PROBLEM REQUIREMENTS - Retype, without any change, the first line of the records and every line after it through the one containing "Table::create()".

[EXERCISE DATA — start]

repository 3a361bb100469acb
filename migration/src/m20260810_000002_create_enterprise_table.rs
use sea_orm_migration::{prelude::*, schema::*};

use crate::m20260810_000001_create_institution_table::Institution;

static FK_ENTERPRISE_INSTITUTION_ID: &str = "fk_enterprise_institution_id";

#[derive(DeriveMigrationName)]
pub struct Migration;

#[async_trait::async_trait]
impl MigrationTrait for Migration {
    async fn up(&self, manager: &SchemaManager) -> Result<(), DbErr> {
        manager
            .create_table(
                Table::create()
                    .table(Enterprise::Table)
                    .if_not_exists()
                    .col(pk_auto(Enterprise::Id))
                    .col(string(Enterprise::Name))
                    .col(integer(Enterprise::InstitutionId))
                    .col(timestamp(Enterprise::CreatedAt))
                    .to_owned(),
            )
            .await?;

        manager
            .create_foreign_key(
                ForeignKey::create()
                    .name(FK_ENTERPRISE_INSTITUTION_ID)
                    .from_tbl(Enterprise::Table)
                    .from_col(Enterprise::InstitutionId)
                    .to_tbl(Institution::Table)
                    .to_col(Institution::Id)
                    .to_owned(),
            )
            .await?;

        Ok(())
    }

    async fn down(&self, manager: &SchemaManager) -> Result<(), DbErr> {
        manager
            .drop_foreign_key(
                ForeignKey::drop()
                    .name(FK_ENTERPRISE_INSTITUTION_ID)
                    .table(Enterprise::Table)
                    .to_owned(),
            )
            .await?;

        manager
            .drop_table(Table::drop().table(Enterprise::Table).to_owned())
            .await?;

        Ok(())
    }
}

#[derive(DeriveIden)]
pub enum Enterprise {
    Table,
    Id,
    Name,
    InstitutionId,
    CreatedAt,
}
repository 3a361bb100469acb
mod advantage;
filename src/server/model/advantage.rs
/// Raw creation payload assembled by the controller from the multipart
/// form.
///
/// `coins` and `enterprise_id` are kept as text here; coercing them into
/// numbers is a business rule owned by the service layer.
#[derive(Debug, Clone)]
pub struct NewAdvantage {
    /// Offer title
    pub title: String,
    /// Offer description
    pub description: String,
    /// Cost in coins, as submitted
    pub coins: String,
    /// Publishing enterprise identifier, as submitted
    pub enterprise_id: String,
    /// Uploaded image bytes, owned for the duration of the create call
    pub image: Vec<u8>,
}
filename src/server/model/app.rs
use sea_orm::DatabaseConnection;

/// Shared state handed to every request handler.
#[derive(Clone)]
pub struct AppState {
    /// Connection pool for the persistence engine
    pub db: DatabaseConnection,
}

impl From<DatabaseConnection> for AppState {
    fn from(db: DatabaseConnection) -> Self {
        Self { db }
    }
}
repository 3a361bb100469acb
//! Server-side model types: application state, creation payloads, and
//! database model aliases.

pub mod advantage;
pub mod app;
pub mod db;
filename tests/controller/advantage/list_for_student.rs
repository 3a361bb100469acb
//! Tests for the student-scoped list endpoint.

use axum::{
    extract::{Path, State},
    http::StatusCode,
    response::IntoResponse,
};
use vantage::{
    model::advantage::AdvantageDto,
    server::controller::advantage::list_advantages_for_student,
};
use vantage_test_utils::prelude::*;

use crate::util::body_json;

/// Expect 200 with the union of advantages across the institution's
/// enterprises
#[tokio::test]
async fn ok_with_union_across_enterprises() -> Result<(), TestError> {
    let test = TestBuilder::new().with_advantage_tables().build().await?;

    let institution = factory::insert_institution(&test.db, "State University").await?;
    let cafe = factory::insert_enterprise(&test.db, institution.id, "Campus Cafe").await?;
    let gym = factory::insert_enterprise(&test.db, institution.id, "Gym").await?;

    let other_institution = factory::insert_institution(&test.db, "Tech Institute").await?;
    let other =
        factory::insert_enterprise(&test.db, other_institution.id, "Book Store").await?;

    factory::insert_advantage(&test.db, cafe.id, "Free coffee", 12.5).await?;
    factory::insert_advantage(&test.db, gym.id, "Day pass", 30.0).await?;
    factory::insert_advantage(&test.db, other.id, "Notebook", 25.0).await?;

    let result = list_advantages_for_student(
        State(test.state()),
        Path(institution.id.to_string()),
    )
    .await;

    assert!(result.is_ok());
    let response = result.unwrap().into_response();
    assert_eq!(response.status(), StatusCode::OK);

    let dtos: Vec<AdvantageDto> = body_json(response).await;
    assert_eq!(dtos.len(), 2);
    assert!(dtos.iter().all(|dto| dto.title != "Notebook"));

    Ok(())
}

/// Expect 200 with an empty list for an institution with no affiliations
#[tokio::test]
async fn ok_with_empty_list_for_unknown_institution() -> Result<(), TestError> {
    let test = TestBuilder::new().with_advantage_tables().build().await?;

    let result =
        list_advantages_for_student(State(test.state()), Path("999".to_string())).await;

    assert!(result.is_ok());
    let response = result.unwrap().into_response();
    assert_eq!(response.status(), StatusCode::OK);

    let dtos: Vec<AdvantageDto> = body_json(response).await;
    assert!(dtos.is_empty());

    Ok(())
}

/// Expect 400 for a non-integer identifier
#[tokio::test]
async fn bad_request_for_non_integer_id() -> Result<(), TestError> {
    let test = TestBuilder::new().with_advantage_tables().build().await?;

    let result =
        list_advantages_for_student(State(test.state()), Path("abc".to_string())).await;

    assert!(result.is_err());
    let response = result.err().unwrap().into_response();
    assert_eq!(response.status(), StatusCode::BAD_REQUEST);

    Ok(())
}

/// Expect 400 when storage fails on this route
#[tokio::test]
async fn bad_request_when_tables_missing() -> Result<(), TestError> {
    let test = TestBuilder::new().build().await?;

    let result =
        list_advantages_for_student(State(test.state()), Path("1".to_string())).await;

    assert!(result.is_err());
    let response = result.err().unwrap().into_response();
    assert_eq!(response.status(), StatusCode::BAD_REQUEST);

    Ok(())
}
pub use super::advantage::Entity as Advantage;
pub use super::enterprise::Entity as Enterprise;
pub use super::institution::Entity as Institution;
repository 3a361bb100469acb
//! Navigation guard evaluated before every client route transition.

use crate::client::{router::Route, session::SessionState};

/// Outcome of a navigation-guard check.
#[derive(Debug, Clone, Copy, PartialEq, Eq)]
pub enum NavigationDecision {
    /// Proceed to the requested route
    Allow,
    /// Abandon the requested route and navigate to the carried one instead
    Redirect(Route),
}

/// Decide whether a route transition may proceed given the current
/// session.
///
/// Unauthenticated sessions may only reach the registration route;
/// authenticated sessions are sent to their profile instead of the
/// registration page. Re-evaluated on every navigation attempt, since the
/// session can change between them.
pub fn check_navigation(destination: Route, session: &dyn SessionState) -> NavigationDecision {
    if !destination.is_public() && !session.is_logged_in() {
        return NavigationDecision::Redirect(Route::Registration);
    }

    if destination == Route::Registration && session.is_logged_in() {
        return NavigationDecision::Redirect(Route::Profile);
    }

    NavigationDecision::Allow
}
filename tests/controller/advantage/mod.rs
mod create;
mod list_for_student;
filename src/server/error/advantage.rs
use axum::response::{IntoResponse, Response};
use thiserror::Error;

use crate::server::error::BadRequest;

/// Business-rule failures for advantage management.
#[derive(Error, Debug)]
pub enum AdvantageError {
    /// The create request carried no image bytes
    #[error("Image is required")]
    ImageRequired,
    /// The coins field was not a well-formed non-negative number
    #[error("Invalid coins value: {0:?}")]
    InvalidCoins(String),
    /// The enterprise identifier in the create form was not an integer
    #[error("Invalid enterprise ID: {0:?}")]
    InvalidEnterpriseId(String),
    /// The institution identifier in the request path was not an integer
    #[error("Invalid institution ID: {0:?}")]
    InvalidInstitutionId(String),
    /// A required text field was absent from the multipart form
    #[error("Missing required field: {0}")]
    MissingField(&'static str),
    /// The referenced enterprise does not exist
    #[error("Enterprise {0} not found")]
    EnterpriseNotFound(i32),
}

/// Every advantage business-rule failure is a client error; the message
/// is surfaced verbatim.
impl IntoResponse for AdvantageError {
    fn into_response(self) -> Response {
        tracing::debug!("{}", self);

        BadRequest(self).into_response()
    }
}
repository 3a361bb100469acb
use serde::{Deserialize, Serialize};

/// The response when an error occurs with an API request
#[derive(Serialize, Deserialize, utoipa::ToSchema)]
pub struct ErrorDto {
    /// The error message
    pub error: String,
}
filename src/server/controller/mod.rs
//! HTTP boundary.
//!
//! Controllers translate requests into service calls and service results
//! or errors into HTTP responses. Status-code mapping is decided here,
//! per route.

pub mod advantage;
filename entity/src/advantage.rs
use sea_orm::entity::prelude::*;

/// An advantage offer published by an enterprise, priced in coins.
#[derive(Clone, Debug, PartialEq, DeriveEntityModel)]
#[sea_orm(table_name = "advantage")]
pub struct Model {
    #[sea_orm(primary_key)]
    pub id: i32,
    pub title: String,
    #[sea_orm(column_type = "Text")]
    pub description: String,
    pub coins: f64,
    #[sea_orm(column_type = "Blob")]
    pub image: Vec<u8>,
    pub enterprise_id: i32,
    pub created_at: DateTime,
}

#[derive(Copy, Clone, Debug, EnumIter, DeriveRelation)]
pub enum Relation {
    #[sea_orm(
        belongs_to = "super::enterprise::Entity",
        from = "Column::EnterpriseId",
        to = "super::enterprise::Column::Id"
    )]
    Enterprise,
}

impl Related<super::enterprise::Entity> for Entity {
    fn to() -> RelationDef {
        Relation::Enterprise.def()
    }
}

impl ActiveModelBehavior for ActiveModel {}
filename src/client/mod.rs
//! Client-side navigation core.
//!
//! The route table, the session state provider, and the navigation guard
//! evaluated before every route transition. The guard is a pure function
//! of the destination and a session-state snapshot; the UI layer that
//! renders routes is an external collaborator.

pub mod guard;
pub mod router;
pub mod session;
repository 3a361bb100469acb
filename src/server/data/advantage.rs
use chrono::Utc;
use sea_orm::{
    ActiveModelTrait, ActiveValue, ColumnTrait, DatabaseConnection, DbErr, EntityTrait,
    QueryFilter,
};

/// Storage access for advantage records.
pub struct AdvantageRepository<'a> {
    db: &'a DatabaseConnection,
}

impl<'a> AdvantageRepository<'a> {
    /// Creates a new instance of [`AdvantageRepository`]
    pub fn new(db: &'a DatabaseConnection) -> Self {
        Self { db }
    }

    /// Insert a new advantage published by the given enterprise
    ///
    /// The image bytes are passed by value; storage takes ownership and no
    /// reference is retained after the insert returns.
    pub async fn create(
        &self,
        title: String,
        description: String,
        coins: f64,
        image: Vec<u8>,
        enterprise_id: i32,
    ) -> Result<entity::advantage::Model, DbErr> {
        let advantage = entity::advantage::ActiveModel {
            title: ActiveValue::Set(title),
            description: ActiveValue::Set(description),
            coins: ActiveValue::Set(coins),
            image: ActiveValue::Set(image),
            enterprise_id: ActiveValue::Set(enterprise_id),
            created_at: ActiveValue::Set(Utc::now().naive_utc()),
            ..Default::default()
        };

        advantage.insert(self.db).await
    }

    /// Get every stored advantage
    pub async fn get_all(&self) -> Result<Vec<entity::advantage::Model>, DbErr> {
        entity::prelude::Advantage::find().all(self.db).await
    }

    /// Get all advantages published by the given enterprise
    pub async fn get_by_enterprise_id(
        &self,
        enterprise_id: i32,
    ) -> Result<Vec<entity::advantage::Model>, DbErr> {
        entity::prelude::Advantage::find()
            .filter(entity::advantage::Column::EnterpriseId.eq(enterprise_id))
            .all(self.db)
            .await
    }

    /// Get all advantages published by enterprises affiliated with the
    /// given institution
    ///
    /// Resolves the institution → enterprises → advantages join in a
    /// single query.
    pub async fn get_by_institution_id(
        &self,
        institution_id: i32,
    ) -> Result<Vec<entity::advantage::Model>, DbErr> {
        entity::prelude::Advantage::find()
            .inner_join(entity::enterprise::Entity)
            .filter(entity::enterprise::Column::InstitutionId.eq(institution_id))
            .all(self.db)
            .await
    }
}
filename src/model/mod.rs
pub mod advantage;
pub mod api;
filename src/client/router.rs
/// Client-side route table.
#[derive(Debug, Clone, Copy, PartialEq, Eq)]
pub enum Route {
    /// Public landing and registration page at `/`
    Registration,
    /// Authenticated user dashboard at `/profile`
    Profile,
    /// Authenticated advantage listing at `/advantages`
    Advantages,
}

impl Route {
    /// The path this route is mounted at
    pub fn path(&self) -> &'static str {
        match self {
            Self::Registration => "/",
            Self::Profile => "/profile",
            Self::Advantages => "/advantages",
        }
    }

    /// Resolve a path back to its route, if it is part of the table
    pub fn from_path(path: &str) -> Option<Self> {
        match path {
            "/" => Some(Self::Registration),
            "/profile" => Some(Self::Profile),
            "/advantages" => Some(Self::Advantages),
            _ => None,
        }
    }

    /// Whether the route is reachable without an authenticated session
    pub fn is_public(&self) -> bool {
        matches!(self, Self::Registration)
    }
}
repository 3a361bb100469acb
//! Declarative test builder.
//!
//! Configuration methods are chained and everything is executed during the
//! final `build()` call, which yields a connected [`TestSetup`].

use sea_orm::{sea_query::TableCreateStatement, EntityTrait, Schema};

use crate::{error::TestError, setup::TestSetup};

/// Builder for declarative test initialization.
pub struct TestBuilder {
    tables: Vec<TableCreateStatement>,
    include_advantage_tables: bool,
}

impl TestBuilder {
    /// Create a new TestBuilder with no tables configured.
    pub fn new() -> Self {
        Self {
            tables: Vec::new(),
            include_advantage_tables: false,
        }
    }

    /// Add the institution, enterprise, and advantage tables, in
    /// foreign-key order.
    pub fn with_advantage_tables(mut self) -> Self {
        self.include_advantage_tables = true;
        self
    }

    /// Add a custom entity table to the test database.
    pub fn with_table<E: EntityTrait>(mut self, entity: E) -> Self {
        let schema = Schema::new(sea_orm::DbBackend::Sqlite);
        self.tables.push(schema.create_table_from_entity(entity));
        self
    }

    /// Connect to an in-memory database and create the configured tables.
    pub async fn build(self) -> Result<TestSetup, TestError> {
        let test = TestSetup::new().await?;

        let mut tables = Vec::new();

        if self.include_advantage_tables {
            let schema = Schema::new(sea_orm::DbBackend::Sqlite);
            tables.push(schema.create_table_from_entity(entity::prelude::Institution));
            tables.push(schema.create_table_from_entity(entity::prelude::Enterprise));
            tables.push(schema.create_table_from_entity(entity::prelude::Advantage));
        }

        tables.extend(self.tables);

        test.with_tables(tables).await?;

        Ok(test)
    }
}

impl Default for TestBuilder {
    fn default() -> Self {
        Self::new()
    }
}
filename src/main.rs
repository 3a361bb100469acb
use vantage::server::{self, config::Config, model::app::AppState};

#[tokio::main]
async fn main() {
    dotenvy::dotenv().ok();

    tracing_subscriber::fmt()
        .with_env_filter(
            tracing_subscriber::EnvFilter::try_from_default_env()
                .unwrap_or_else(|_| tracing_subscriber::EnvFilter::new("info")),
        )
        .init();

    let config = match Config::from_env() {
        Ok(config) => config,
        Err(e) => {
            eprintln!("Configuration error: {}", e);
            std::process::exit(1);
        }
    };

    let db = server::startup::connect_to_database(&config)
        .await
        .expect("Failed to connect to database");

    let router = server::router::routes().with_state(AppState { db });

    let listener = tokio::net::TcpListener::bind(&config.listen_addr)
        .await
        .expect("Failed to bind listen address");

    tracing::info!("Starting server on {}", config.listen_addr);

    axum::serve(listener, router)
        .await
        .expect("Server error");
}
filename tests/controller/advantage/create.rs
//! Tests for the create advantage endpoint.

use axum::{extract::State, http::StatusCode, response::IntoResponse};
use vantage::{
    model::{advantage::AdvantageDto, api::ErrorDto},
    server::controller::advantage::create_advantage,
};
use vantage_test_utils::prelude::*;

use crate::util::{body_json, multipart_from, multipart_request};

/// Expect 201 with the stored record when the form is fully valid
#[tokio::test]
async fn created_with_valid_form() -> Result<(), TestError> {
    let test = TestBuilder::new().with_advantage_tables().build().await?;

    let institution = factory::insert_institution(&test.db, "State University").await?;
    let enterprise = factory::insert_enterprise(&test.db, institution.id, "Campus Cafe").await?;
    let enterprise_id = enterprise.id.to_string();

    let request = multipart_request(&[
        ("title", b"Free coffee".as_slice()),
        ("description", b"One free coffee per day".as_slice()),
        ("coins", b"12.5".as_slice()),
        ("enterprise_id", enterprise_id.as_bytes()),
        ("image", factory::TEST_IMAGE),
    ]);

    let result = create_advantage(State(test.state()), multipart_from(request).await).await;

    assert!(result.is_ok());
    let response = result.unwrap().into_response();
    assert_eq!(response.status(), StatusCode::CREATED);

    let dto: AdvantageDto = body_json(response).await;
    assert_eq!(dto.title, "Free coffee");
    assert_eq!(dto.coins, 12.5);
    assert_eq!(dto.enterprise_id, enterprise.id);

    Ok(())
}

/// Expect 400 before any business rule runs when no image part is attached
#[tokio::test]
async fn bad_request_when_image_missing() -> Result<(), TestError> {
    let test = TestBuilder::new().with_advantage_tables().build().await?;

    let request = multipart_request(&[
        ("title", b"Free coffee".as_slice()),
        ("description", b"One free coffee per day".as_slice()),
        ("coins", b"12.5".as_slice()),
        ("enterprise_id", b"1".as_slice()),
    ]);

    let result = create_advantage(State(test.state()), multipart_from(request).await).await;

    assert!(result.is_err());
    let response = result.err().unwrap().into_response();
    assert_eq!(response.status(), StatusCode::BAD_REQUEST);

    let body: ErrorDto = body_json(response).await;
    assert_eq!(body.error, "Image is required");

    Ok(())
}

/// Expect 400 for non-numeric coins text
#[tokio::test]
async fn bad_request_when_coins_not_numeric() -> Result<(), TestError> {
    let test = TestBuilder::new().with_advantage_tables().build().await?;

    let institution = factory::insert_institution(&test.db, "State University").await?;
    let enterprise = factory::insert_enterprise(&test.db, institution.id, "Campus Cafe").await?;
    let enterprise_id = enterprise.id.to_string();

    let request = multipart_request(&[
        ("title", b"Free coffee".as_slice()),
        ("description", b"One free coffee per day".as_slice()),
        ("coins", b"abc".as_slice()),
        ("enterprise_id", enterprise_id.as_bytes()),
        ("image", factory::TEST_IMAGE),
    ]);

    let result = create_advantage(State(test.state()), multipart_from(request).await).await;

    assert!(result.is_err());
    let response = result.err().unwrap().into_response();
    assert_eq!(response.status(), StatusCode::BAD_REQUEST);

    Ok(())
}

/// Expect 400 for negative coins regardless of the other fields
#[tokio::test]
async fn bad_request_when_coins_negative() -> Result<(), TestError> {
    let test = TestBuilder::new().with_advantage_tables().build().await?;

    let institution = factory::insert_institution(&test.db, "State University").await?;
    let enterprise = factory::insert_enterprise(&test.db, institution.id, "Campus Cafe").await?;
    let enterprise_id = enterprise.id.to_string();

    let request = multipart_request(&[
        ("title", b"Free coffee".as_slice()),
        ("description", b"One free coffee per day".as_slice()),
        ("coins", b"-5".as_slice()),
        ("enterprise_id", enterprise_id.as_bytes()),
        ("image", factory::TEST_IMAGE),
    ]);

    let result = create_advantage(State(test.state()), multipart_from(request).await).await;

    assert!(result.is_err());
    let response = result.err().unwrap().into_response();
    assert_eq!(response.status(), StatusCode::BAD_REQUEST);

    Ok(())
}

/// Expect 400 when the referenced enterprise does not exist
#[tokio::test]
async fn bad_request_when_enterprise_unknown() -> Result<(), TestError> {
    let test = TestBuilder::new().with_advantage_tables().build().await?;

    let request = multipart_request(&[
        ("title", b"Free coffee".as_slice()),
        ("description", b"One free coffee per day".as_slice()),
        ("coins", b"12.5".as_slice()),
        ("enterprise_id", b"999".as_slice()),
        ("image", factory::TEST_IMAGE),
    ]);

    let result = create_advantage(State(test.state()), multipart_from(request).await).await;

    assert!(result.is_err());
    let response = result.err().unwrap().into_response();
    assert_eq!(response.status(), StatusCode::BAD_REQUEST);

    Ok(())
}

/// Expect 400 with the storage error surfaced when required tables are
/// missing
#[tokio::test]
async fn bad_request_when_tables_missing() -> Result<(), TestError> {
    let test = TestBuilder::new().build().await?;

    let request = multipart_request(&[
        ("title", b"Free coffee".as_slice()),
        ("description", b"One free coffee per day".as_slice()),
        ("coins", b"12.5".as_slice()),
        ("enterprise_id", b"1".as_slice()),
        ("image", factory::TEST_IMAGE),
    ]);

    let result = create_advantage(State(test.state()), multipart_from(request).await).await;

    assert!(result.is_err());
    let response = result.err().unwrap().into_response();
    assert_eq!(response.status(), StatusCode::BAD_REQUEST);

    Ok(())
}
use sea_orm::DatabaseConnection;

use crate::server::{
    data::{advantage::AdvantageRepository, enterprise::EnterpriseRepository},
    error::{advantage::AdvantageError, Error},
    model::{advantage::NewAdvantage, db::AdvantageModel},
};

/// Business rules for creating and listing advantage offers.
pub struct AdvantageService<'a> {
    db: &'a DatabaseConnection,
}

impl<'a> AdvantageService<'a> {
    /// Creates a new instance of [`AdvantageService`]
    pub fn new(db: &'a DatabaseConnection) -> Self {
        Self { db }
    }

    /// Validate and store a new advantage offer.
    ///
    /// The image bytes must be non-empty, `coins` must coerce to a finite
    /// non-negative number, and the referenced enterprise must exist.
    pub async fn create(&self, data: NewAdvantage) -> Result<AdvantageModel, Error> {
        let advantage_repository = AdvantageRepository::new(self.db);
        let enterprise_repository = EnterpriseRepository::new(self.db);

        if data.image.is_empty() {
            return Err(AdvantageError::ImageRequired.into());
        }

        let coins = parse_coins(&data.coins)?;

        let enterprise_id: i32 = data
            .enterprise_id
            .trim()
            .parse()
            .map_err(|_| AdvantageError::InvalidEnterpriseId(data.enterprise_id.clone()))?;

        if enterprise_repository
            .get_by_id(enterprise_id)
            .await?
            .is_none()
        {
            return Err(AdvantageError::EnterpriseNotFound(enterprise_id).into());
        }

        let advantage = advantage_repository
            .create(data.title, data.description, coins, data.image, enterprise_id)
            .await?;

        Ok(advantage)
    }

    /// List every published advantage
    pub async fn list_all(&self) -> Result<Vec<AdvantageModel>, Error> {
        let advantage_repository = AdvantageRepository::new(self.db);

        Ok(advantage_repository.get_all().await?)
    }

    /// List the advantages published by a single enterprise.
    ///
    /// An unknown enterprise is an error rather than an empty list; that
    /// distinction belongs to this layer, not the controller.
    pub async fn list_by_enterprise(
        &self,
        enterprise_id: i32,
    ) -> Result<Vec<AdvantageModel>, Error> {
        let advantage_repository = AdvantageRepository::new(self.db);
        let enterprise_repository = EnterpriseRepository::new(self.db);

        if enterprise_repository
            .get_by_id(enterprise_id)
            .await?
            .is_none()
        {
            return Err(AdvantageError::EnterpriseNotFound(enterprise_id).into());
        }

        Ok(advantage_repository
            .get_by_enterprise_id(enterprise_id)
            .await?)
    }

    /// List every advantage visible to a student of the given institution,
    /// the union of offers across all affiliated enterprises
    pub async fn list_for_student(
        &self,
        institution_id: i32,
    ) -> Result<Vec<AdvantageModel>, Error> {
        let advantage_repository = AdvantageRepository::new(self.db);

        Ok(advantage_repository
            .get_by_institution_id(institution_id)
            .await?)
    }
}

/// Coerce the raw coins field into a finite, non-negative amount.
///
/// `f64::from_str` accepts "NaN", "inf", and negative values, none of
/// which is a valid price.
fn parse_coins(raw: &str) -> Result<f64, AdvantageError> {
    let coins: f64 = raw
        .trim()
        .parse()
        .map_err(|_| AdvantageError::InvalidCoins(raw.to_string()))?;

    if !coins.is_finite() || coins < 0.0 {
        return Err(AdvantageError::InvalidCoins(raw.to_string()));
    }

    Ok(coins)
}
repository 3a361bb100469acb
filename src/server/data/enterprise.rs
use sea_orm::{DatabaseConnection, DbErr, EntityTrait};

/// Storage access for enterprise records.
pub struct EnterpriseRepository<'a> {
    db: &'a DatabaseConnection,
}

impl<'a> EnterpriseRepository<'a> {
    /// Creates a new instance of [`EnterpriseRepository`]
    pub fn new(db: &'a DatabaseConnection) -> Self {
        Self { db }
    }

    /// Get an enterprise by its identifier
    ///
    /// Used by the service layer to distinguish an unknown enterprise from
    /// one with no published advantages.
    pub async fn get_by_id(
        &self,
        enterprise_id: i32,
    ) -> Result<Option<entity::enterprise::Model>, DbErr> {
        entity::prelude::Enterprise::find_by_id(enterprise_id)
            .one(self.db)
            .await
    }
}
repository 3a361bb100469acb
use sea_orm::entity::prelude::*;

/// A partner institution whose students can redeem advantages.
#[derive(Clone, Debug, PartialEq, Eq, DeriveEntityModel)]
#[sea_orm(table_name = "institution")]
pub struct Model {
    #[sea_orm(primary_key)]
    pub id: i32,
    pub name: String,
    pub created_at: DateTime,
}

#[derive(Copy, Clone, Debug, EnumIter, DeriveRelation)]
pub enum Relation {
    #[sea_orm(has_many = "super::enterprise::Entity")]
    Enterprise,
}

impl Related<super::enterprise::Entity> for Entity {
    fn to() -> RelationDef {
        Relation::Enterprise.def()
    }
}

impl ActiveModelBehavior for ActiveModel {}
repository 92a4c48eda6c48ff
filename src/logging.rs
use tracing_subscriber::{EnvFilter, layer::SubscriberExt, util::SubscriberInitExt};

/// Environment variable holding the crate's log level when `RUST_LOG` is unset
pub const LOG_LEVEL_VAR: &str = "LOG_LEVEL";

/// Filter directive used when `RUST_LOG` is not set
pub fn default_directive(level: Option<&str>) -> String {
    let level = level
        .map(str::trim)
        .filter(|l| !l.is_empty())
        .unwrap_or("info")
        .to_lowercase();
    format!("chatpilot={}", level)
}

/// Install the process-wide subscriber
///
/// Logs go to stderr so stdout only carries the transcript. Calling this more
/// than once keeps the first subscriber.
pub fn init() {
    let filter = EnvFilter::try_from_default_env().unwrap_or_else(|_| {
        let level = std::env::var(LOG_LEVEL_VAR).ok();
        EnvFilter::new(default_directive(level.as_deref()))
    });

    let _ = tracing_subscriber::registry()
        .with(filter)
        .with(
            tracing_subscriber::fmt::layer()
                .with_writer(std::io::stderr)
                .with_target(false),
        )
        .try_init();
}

[EXERCISE DATA — finish]

SOLUTION FOR THIS TASK -
repository 3a361bb100469acb
filename migration/src/m20260810_000002_create_enterprise_table.rs
use sea_orm_migration::{prelude::*, schema::*};

use crate::m20260810_000001_create_institution_table::Institution;

static FK_ENTERPRISE_INSTITUTION_ID: &str = "fk_enterprise_institution_id";

#[derive(DeriveMigrationName)]
pub struct Migration;

#[async_trait::async_trait]
impl MigrationTrait for Migration {
    async fn up(&self, manager: &SchemaManager) -> Result<(), DbErr> {
        manager
            .create_table(
                Table::create()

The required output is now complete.